Posted at 3:23AM UTC | permalink
Fri 23 Jan 2004
The Disappearing Masks
Category : Commentary/operamasks.txt
It's Chinese New Year (恭喜發財) and I'm watching this performance on the TV where the dancers, who were wearing Chinese Opera masks, were changing them so quickly, on stage. I've seen Kabuki (or was it, Noh) performances where they changed costumes in one breath-taking moment, but the speed with which that was done could be said to be stately, when compared to this. One moment it was blue and then it was red, and then it was some other colour, and then it was no more. Quite magical and quite difficult to see how it could have been done.
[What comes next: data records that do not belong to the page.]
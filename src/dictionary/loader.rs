use std::io::Read;
use std::path::Path;
use tracing::{info, warn};

use super::{lexicon, PhraseDictionary};
use crate::error::{BoliError, Result};

pub const ENGLISH_COLUMN: &str = "English";
pub const HINDI_COLUMN: &str = "Hindi";
pub const GADHWALI_COLUMN: &str = "Gadhwali";

/// Load the parallel-sentence CSV and build the phrase dictionary.
///
/// Fails when the file cannot be read or a required column is missing.
pub fn load_csv<P: AsRef<Path>>(path: P, include_builtin: bool) -> Result<PhraseDictionary> {
    let path = path.as_ref();
    if !path.exists() {
        return Err(BoliError::Dictionary(format!(
            "Dictionary file not found: {}",
            path.display()
        )));
    }

    let file = std::fs::File::open(path)
        .map_err(|e| BoliError::Dictionary(format!("Failed to open {}: {}", path.display(), e)))?;
    let dictionary = load_from_reader(file, include_builtin)?;

    info!(
        "Loaded dictionary from {} ({} entries)",
        path.display(),
        dictionary.len()
    );
    Ok(dictionary)
}

/// Build the phrase dictionary from any CSV source.
pub fn load_from_reader<R: Read>(reader: R, include_builtin: bool) -> Result<PhraseDictionary> {
    let mut csv_reader = csv::ReaderBuilder::new()
        .flexible(true)
        .trim(csv::Trim::All)
        .from_reader(reader);

    let headers = csv_reader.headers()?.clone();
    let column = |name: &str| headers.iter().position(|header| header == name);

    let (english, hindi, gadhwali) = match (
        column(ENGLISH_COLUMN),
        column(HINDI_COLUMN),
        column(GADHWALI_COLUMN),
    ) {
        (Some(en), Some(hi), Some(gd)) => (en, hi, gd),
        _ => {
            let missing = [ENGLISH_COLUMN, HINDI_COLUMN, GADHWALI_COLUMN]
                .into_iter()
                .filter(|name| column(name).is_none())
                .collect::<Vec<_>>();
            return Err(BoliError::Dictionary(format!(
                "Missing columns in CSV: {}",
                missing.join(", ")
            )));
        }
    };

    let mut builder = PhraseDictionary::builder();
    let mut rows = 0usize;
    let mut dropped = 0usize;

    for record in csv_reader.records() {
        let record = record?;
        let cell = |idx: usize| record.get(idx).unwrap_or_default();
        let (en, hi, gd) = (cell(english), cell(hindi), cell(gadhwali));

        if en.is_empty() || hi.is_empty() || gd.is_empty() {
            dropped += 1;
            continue;
        }

        builder.insert_parallel(en, hi, gd);
        rows += 1;
    }

    if dropped > 0 {
        warn!("Dropped {} CSV rows with empty cells", dropped);
    }
    info!("Read {} parallel rows", rows);

    if include_builtin {
        lexicon::merge_builtin(&mut builder);
    }

    Ok(builder.build())
}
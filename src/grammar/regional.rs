use std::collections::HashSet;

use super::GrammarCorrector;
use crate::error::Result;
use crate::language::LanguageCode;

const HELPING_VERBS: &[&str] = &["हूँ", "है", "थे", "थी", "था", "रहा", "रही", "रहे", "कर", "किया", "किए"];

/// Moves the Hindi helping verb to the end of the sentence.
#[derive(Debug, Clone)]
pub struct RegionalCorrector {
    helping_verbs: HashSet<String>,
}

impl Default for RegionalCorrector {
    fn default() -> Self {
        Self::new()
    }
}

impl RegionalCorrector {
    pub fn new() -> Self {
        Self {
            helping_verbs: HELPING_VERBS.iter().map(|w| w.to_string()).collect(),
        }
    }

    fn is_helping_verb(&self, word: &str) -> bool {
        self.helping_verbs.contains(word)
    }
}

impl GrammarCorrector for RegionalCorrector {
    fn language(&self) -> LanguageCode {
        LanguageCode::Hindi
    }

    fn try_correct(&self, sentence: &str) -> Result<String> {
        let mut words: Vec<&str> = sentence.split_whitespace().collect();

        // A sentence already closed by a helping verb is left alone
        if words.last().is_none_or(|last| self.is_helping_verb(last)) {
            return Ok(sentence.to_string());
        }

        match words.iter().position(|word| self.is_helping_verb(word)) {
            Some(idx) => {
                let verb = words.remove(idx);
                words.push(verb);
                Ok(words.join(" "))
            }
            None => Ok(sentence.to_string()),
        }
    }
}

#[cfg(test)]
mod tests {
    use super::*;

    #[test]
    fn test_helping_verb_moves_to_end() {
        let corrector = RegionalCorrector::new();
        assert_eq!(corrector.correct("मैं हूँ खुश"), "मैं खुश हूँ");
        assert_eq!(corrector.correct("वह था घर पर"), "वह घर पर था");
    }

    #[test]
    fn test_sentence_final_helping_verb_is_kept() {
        let corrector = RegionalCorrector::new();
        assert_eq!(corrector.correct("मैं खुश हूँ"), "मैं खुश हूँ");
    }

    #[test]
    fn test_no_helping_verb_is_unchanged() {
        let corrector = RegionalCorrector::new();
        assert_eq!(corrector.correct("मुझे पानी चाहिए"), "मुझे पानी चाहिए");
    }

    #[test]
    fn test_only_first_helping_verb_moves() {
        let corrector = RegionalCorrector::new();
        assert_eq!(corrector.correct("वह रहा खेल है बाहर"), "वह खेल है बाहर रहा");
    }

    #[test]
    fn test_correction_is_idempotent() {
        let corrector = RegionalCorrector::new();
        for sentence in ["मैं हूँ खुश", "वह रहा खेल है बाहर", "मुझे पानी चाहिए", "हम थे"] {
            let once = corrector.correct(sentence);
            assert_eq!(corrector.correct(&once), once, "not idempotent for '{}'", sentence);
        }
    }
}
I was told that the technique was some sort of a state secret in China and even Andy Lau, the Hong Kong artiste, was rebuffed when he tried to learn how it's done so that he could use it in his shows. So, I wanted to learn more. Just a couple of tries with Google and I got the information I was looking for. Here is the story about Andy Lau and the Sichuan Opera Mask. Shows that, maybe, the most important skill in our age is to learn how to frame a question, or how to ask the right questions, because there are so many answers that you can pull in from the web, without leaving your couch.